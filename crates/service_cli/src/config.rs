//! CLI configuration management
//!
//! Handles loading configuration from a TOML file, environment variables and
//! command-line arguments.

use serde::Deserialize;
use std::path::{Path, PathBuf};
use std::str::FromStr;
use thiserror::Error;

/// Configuration error types
#[derive(Debug, Error)]
pub enum ConfigError {
    #[error("Invalid log level: {0}. Must be one of: trace, debug, info, warn, error")]
    InvalidLogLevel(String),

    #[error("Invalid output format: {0}. Must be one of: table, json, csv")]
    InvalidFormat(String),

    #[error("Configuration file error: {0}")]
    FileError(String),
}

/// Log levels supported by the CLI
#[derive(Debug, Clone, Copy, PartialEq, Eq, Default)]
pub enum LogLevel {
    Trace,
    Debug,
    #[default]
    Info,
    Warn,
    Error,
}

impl FromStr for LogLevel {
    type Err = ConfigError;

    fn from_str(s: &str) -> Result<Self, Self::Err> {
        match s.to_lowercase().as_str() {
            "trace" => Ok(LogLevel::Trace),
            "debug" => Ok(LogLevel::Debug),
            "info" => Ok(LogLevel::Info),
            "warn" => Ok(LogLevel::Warn),
            "error" => Ok(LogLevel::Error),
            _ => Err(ConfigError::InvalidLogLevel(s.to_string())),
        }
    }
}

impl LogLevel {
    /// Convert log level to tracing filter string
    pub fn as_filter_str(&self) -> &'static str {
        match self {
            LogLevel::Trace => "trace",
            LogLevel::Debug => "debug",
            LogLevel::Info => "info",
            LogLevel::Warn => "warn",
            LogLevel::Error => "error",
        }
    }
}

impl std::fmt::Display for LogLevel {
    fn fmt(&self, f: &mut std::fmt::Formatter<'_>) -> std::fmt::Result {
        write!(f, "{}", self.as_filter_str())
    }
}

/// Result rendering formats
#[derive(Debug, Clone, Copy, PartialEq, Eq, Default)]
pub enum OutputFormat {
    #[default]
    Table,
    Json,
    Csv,
}

impl FromStr for OutputFormat {
    type Err = ConfigError;

    fn from_str(s: &str) -> Result<Self, Self::Err> {
        match s.to_lowercase().as_str() {
            "table" => Ok(OutputFormat::Table),
            "json" => Ok(OutputFormat::Json),
            "csv" => Ok(OutputFormat::Csv),
            _ => Err(ConfigError::InvalidFormat(s.to_string())),
        }
    }
}

impl std::fmt::Display for OutputFormat {
    fn fmt(&self, f: &mut std::fmt::Formatter<'_>) -> std::fmt::Result {
        match self {
            OutputFormat::Table => write!(f, "table"),
            OutputFormat::Json => write!(f, "json"),
            OutputFormat::Csv => write!(f, "csv"),
        }
    }
}

/// CLI configuration structure
#[derive(Debug, Clone, Default, Deserialize)]
#[serde(default)]
pub struct CliConfig {
    /// Log level
    #[serde(deserialize_with = "deserialize_log_level")]
    pub log_level: LogLevel,
    /// Default output format
    #[serde(deserialize_with = "deserialize_format")]
    pub format: OutputFormat,
}

fn deserialize_log_level<'de, D>(deserializer: D) -> Result<LogLevel, D::Error>
where
    D: serde::Deserializer<'de>,
{
    let s = String::deserialize(deserializer)?;
    LogLevel::from_str(&s).map_err(serde::de::Error::custom)
}

fn deserialize_format<'de, D>(deserializer: D) -> Result<OutputFormat, D::Error>
where
    D: serde::Deserializer<'de>,
{
    let s = String::deserialize(deserializer)?;
    OutputFormat::from_str(&s).map_err(serde::de::Error::custom)
}

impl CliConfig {
    /// Load configuration from a TOML file
    pub fn from_file(path: &Path) -> Result<Self, ConfigError> {
        let content = std::fs::read_to_string(path)
            .map_err(|e| ConfigError::FileError(format!("Failed to read config file: {}", e)))?;

        toml::from_str(&content)
            .map_err(|e| ConfigError::FileError(format!("Failed to parse TOML: {}", e)))
    }

    /// Override fields from environment-style variables
    ///
    /// `lookup` maps a variable name to its value; `build_config` passes
    /// `std::env::var`.
    pub fn apply_env<F>(&mut self, lookup: F) -> Result<(), ConfigError>
    where
        F: Fn(&str) -> Option<String>,
    {
        if let Some(level) = lookup("VARSWAP_LOG_LEVEL") {
            self.log_level = LogLevel::from_str(&level)?;
        }
        if let Some(format) = lookup("VARSWAP_FORMAT") {
            self.format = OutputFormat::from_str(&format)?;
        }
        Ok(())
    }

    /// Merge with CLI arguments (CLI takes precedence)
    pub fn merge_with_cli(&mut self, cli: &CliArgs) -> Result<(), ConfigError> {
        if let Some(level) = &cli.log_level {
            self.log_level = LogLevel::from_str(level)?;
        }
        if cli.verbose {
            self.log_level = LogLevel::Debug;
        }
        Ok(())
    }
}

/// CLI arguments relevant to configuration
#[derive(Debug, Clone, Default)]
pub struct CliArgs {
    /// Config file path; a missing file falls back to defaults
    pub config_file: Option<PathBuf>,
    /// Log level override
    pub log_level: Option<String>,
    /// Verbose mode forces debug logging
    pub verbose: bool,
}

/// Build configuration from all sources
///
/// Priority (highest to lowest):
/// 1. CLI arguments
/// 2. Environment variables
/// 3. Config file
/// 4. Default values
pub fn build_config(cli: &CliArgs) -> Result<CliConfig, ConfigError> {
    build_config_with_env(cli, |key| std::env::var(key).ok())
}

/// [`build_config`] with an explicit environment lookup.
pub fn build_config_with_env<F>(cli: &CliArgs, lookup: F) -> Result<CliConfig, ConfigError>
where
    F: Fn(&str) -> Option<String>,
{
    let mut config = match &cli.config_file {
        Some(path) if path.exists() => CliConfig::from_file(path)?,
        _ => CliConfig::default(),
    };

    config.apply_env(lookup)?;
    config.merge_with_cli(cli)?;

    Ok(config)
}

#[cfg(test)]
mod tests {
    use super::*;
    use std::collections::HashMap;

    #[test]
    fn test_default_config() {
        let config = CliConfig::default();
        assert_eq!(config.log_level, LogLevel::Info);
        assert_eq!(config.format, OutputFormat::Table);
    }

    #[test]
    fn test_log_level_parsing() {
        assert_eq!(LogLevel::from_str("trace").unwrap(), LogLevel::Trace);
        assert_eq!(LogLevel::from_str("DEBUG").unwrap(), LogLevel::Debug);
        assert_eq!(LogLevel::from_str("Info").unwrap(), LogLevel::Info);
        assert_eq!(LogLevel::from_str("WARN").unwrap(), LogLevel::Warn);
        assert_eq!(LogLevel::from_str("error").unwrap(), LogLevel::Error);

        assert!(LogLevel::from_str("invalid").is_err());
    }

    #[test]
    fn test_format_parsing() {
        assert_eq!(OutputFormat::from_str("table").unwrap(), OutputFormat::Table);
        assert_eq!(OutputFormat::from_str("JSON").unwrap(), OutputFormat::Json);
        assert_eq!(OutputFormat::from_str("csv").unwrap(), OutputFormat::Csv);

        assert!(OutputFormat::from_str("xml").is_err());
    }

    #[test]
    fn test_display() {
        assert_eq!(format!("{}", LogLevel::Warn), "warn");
        assert_eq!(format!("{}", OutputFormat::Json), "json");
    }

    #[test]
    fn test_toml_deserialization() {
        let toml_str = r#"
            log_level = "debug"
            format = "csv"
        "#;

        let config: CliConfig = toml::from_str(toml_str).unwrap();
        assert_eq!(config.log_level, LogLevel::Debug);
        assert_eq!(config.format, OutputFormat::Csv);
    }

    #[test]
    fn test_partial_toml_deserialization() {
        let config: CliConfig = toml::from_str(r#"format = "json""#).unwrap();
        assert_eq!(config.log_level, LogLevel::Info);
        assert_eq!(config.format, OutputFormat::Json);
    }

    #[test]
    fn test_toml_rejects_unknown_level() {
        let result: Result<CliConfig, _> = toml::from_str(r#"log_level = "loud""#);
        assert!(result.is_err());
    }

    #[test]
    fn test_apply_env() {
        let vars: HashMap<&str, &str> =
            HashMap::from([("VARSWAP_LOG_LEVEL", "warn"), ("VARSWAP_FORMAT", "json")]);
        let mut config = CliConfig::default();

        config
            .apply_env(|key| vars.get(key).map(|v| v.to_string()))
            .unwrap();

        assert_eq!(config.log_level, LogLevel::Warn);
        assert_eq!(config.format, OutputFormat::Json);
    }

    #[test]
    fn test_apply_env_rejects_bad_value() {
        let mut config = CliConfig::default();
        let result = config.apply_env(|key| (key == "VARSWAP_FORMAT").then(|| "pdf".to_string()));
        assert!(matches!(result, Err(ConfigError::InvalidFormat(_))));
    }

    #[test]
    fn test_cli_args_merge() {
        let mut config = CliConfig::default();
        let cli = CliArgs {
            log_level: Some("error".to_string()),
            ..Default::default()
        };
        config.merge_with_cli(&cli).unwrap();
        assert_eq!(config.log_level, LogLevel::Error);

        let verbose = CliArgs {
            verbose: true,
            ..Default::default()
        };
        config.merge_with_cli(&verbose).unwrap();
        assert_eq!(config.log_level, LogLevel::Debug);
    }

    #[test]
    fn test_missing_config_file_uses_defaults() {
        let cli = CliArgs {
            config_file: Some(PathBuf::from("does-not-exist/varswap.toml")),
            ..Default::default()
        };

        let config = build_config_with_env(&cli, |_| None).unwrap();
        assert_eq!(config.log_level, LogLevel::Info);
        assert_eq!(config.format, OutputFormat::Table);
    }

    #[test]
    fn test_build_config_layer_priority() {
        let path = std::env::temp_dir().join("varswap_config_layers.toml");
        std::fs::write(&path, "log_level = \"warn\"\nformat = \"csv\"\n").unwrap();

        let cli = CliArgs {
            config_file: Some(path.clone()),
            log_level: Some("trace".to_string()),
            ..Default::default()
        };
        let config = build_config_with_env(&cli, |key| {
            (key == "VARSWAP_FORMAT").then(|| "json".to_string())
        });
        std::fs::remove_file(&path).ok();

        let config = config.unwrap();
        assert_eq!(config.format, OutputFormat::Json);
        assert_eq!(config.log_level, LogLevel::Trace);
    }

    #[test]
    fn test_build_config_rejects_malformed_file() {
        let path = std::env::temp_dir().join("varswap_config_malformed.toml");
        std::fs::write(&path, "format = [").unwrap();

        let cli = CliArgs {
            config_file: Some(path.clone()),
            ..Default::default()
        };
        let result = build_config_with_env(&cli, |_| None);
        std::fs::remove_file(&path).ok();

        assert!(matches!(result, Err(ConfigError::FileError(_))));
    }

    #[test]
    fn test_config_error_display() {
        let err = ConfigError::InvalidLogLevel("bad".to_string());
        assert!(err.to_string().contains("Invalid log level"));

        let err = ConfigError::InvalidFormat("bad".to_string());
        assert!(err.to_string().contains("Invalid output format"));
    }
}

● Goal of the exercise
How many lines of the data above include the word "Must"? Only that number should be returned.

● Response area
2